0

I have XML that contains sibling nodes that have identical attribute values, but have different contents. This occurs at both the parent and the child level, as follows:

<myxml>
    <a myattr="valuetop1">
        <b myattr="valuechild1">
            <c>Stuff1</c>
            <c>Stuff2</c>
        </b>
    </a>
    <a myattr="valuetop1">
        <b myattr="valuechild2">
            <c>Stuff3</c>
        </b>
    </a>
    <a myattr="valuetop1">
        <b myattr="valuechild2">
            <c>Stuff4</c>
        </b>
    </a>
    <a myattr="valuetop1">
        <b myattr="valuechild2">
            <c>Stuff5</c>
            <c>Stuff6</c>
        </b>
    </a>
    <a myattr="valuetop2">
        <b myattr="valuechild1">
            <c>Stuff1</c>
        </b>
    </a>
    <a myattr="valuetop2">
        <b myattr="valuechild3">
            <c>Stuff2</c>
        </b>
    </a>
    <a myattr="valuetop2">
        <b myattr="valuechild2">
            <c>Stuff3</c>
            <c>Stuff2</c>
        </b>
    </a>
    <a myattr="valuetop2">
        <b myattr="valuechild2">
            <c>Stuff4</c>
        </b>
    </a>
</myxml>

If there are nodes with identical attribute values that exist at the same level, I want to combine their contents under a single instance of that node. In other words, I'm looking for a neat hierarchy like this:

<myxml>
    <a myattr="valuetop1">
        <b myattr="valuechild1">
            <c>Stuff1</c>
            <c>Stuff2</c>
        </b>
        <b myattr="valuechild2">
            <c>Stuff3</c>
            <c>Stuff4</c>
            <c>Stuff5</c>
            <c>Stuff6</c>
        </b>
    </a>        
    <a myattr="valuetop2">
        <b myattr="valuechild1">
            <c>Stuff1</c>
        </b>
        <b myattr="valuechild3">
            <c>Stuff2</c>
        </b>
        <b myattr="valuechild2">
            <c>Stuff3</c>
            <c>Stuff2</c>
            <c>Stuff4</c>
        </b>
    </a>    
</myxml>

The catch is that I don't know what the values of valuetopx or valuechildx will be. I've been banging my head over this one for a couple of days, but can't get my brain around it.

Squidx3
  • 92
  • 7
  • [**Why is "can't get my brain around it" not an actual question?**](https://meta.stackoverflow.com/q/284236/290085) – kjhughes Nov 19 '17 at 20:14
  • 1
    What you actually have here is a grouping problem. If you are using XSLT 1.0 read up on Muenchian Grouping (See http://www.jenitennison.com/xslt/grouping/muenchian.html). If you are using XSLT 2.0, read up on xsl:for-each-group. – Tim C Nov 19 '17 at 20:20
  • @TimC Looks like a decent answer. Would you like to make one? I would appreciate getting this out of the list of unanswered questions. – Yunnosch Nov 19 '17 at 20:42

1 Answers1

1

As mentioned in comments, you can use a technique called Muenchian Grouping in XSLT 1.0, but in your case you are doing it on two-levels.

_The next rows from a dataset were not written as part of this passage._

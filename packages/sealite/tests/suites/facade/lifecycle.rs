use std::sync::Arc;
use std::time::Duration;

use migration::entities::Todos;
use migration::CreateTodos;
use sealite::{DatabaseConfig, Facade, FacadeConfig, FacadeError, LifecycleState};
use test_support::{new_todo, todo_batch};

use crate::common::todo_facade;

#[tokio::test]
async fn test_shutdown_is_idempotent() -> Result<(), Box<dyn std::error::Error>> {
    let facade = todo_facade(2).await?;
    facade.save(new_todo("before shutdown", &[])).await?;

    facade.shutdown().await;
    assert_eq!(facade.state(), LifecycleState::Closed);
    facade.shutdown().await;
    assert_eq!(facade.state(), LifecycleState::Closed);
    assert!(!facade.is_active());

    Ok(())
}

#[tokio::test]
async fn test_cancelled_shutdown_still_closes() -> Result<(), Box<dyn std::error::Error>> {
    let facade = Arc::new(todo_facade(2).await?);

    let busy = Arc::clone(&facade);
    let slow = tokio::spawn(async move {
        busy.with_connection(|_db| {
            Box::pin(async move {
                tokio::time::sleep(Duration::from_millis(500)).await;
                Ok::<(), FacadeError>(())
            })
        })
        .await
    });
    tokio::time::sleep(Duration::from_millis(50)).await;

    // drain waits for the slow scope, so the caller gives up first
    let cancelled = tokio::time::timeout(Duration::from_millis(20), facade.shutdown()).await;
    assert!(cancelled.is_err());
    assert_eq!(facade.state(), LifecycleState::Closed);

    facade.shutdown().await;
    assert_eq!(facade.state(), LifecycleState::Closed);
    assert!(facade.all::<Todos>().await.unwrap_err().is_pool_closed());

    match slow.await? {
        Ok(()) => {}
        Err(e) => assert!(e.is_pool_closed(), "unexpected error: {e}"),
    }
    Ok(())
}

#[tokio::test]
async fn test_every_operation_fails_after_shutdown() -> Result<(), Box<dyn std::error::Error>> {
    let facade = todo_facade(2).await?;
    facade.shutdown().await;

    let err = facade.save(new_todo("late", &[])).await.unwrap_err();
    assert!(matches!(err, FacadeError::PoolClosed));
    assert_eq!(err.code(), "POOL_CLOSED");

    assert!(facade.all::<Todos>().await.unwrap_err().is_pool_closed());
    assert!(facade
        .save_batch(todo_batch("late", 3), 2)
        .await
        .unwrap_err()
        .is_pool_closed());
    assert!(facade.prepare(CreateTodos).await.unwrap_err().is_pool_closed());
    assert!(facade
        .register_database("late", DatabaseConfig::memory())
        .await
        .unwrap_err()
        .is_pool_closed());

    let scoped: Result<(), FacadeError> = facade
        .with_connection(|_db| Box::pin(async { Ok::<(), FacadeError>(()) }))
        .await;
    assert!(scoped.unwrap_err().is_pool_closed());

    assert!(facade.databases().is_empty());
    Ok(())
}

#[test]
fn test_drop_outside_async_context_stops_the_pool() -> Result<(), Box<dyn std::error::Error>> {
    let caller = tokio::runtime::Builder::new_current_thread()
        .enable_all()
        .build()?;

    let facade = caller.block_on(async {
        let facade = todo_facade(3).await?;
        facade.save_batch(todo_batch("sync", 10), 4).await?;
        Ok::<_, FacadeError>(facade)
    })?;
    assert!(facade.is_active());

    // no runtime is current here, so the pool is stopped synchronously
    drop(facade);
    drop(caller);
    Ok(())
}

#[tokio::test]
async fn test_shutdown_racing_a_batch_never_corrupts_results(
) -> Result<(), Box<dyn std::error::Error>> {
    let facade = todo_facade(4).await?;

    let (saved, ()) = tokio::join!(
        facade.save_batch(todo_batch("race", 200), 10),
        facade.shutdown()
    );

    match saved {
        Ok(count) => assert_eq!(count, 200),
        Err(e) => assert!(e.is_pool_closed(), "unexpected error: {e}"),
    }
    assert_eq!(facade.state(), LifecycleState::Closed);
    Ok(())
}

#[tokio::test]
async fn test_custom_facade_with_many_lanes() -> Result<(), Box<dyn std::error::Error>> {
    let config = FacadeConfig::new(DatabaseConfig::memory().with_max_connections_per_lane(30))
        .with_threads(30)
        .with_label("Custom.SEALITE");
    let facade = Facade::new(config).await?;
    assert_eq!(facade.label(), "Custom.SEALITE");
    assert_eq!(facade.lane_count(), 30);

    facade.prepare(CreateTodos).await?;
    facade.save_batch(todo_batch("Todo", 120), 30).await?;
    assert_eq!(facade.all::<Todos>().await?.len(), 120);

    facade.shutdown().await;
    Ok(())
}

#[tokio::test]
async fn test_stats_track_admissions_and_failures() -> Result<(), Box<dyn std::error::Error>> {
    let facade = todo_facade(2).await?;
    let baseline = facade.stats().unwrap_or_default();

    let saved = facade.save(new_todo("counted", &[])).await?;
    let _ = facade
        .save(migration::entities::todos::ActiveModel {
            id: migration::sea_orm::Set(saved.id),
            ..new_todo("duplicate", &[])
        })
        .await
        .unwrap_err();
    facade.save_batch(todo_batch("counted", 4), 2).await?;

    let stats = facade.stats().unwrap_or_default();
    assert_eq!(stats.admitted_total - baseline.admitted_total, 6);
    assert_eq!(stats.failed_total - baseline.failed_total, 1);
    assert_eq!(stats.batches_total - baseline.batches_total, 1);
    assert_eq!(stats.batch_failures_total, 0);

    facade.shutdown().await;
    assert!(facade.stats().is_none());
    Ok(())
}

#[tokio::test]
async fn test_memory_constructor_starts_empty() -> Result<(), Box<dyn std::error::Error>> {
    let facade = Facade::memory().await?;
    assert_eq!(facade.label(), "sealite.memory");
    assert_eq!(facade.default_database().as_str(), "sqlite");
    assert_eq!(facade.databases(), vec![facade.default_database().clone()]);

    facade.shutdown().await;
    Ok(())
}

First for the parent, you define the key like so

<xsl:key name="parent" match="a" use="@myattr" />

Then, for the child, you need to take into account both the parent ID and child ID (in the case where a child id may have different parent ids, and so would be a different group)

<xsl:key name="child" match="b" use="concat(../@myattr, '|', @myattr)" />

Then, to get the distinct parent ids, you do this....

<xsl:apply-templates select="a[generate-id() = generate-id(key('parent', @myattr)[1])]" />

And within a distinct parent, to get the distinct child elements, do this...

 <xsl:apply-templates select="key('parent', @myattr)/b
                              [generate-id() = generate-id(key('child', concat(../@myattr, '|', @myattr))[1])]" />

Try this XSLT

<xsl:stylesheet xmlns:xsl="http://www.w3.org/1999/XSL/Transform" version="1.0">
  <xsl:output method="xml" indent="yes" />

  <xsl:key name="parent" match="a" use="@myattr" />
  <xsl:key name="child" match="b" use="concat(../@myattr, '|', @myattr)" />

  <xsl:template match="node()|@*">
    <xsl:copy>
      <xsl:apply-templates select="node()|@*" />
    </xsl:copy>
  </xsl:template>

  <xsl:template match="myxml">
    <xsl:copy>
      <xsl:apply-templates select="a[generate-id() = generate-id(key('parent', @myattr)[1])]" />
    </xsl:copy>
  </xsl:template>

  <xsl:template match="a">
    <xsl:copy>
      <xsl:apply-templates select="@*" />
      <xsl:apply-templates select="key('parent', @myattr)/b[generate-id() = generate-id(key('child', concat(../@myattr, '|', @myattr))[1])]" />
    </xsl:copy>
  </xsl:template>

  <xsl:template match="b">
    <xsl:copy>
      <xsl:apply-templates select="@*" />
      <xsl:apply-templates select="key('child', concat(../@myattr, '|', @myattr))/c" />
    </xsl:copy>
  </xsl:template>
</xsl:stylesheet>
Tim C
  • 70,053
  • 14
  • 74
  • 93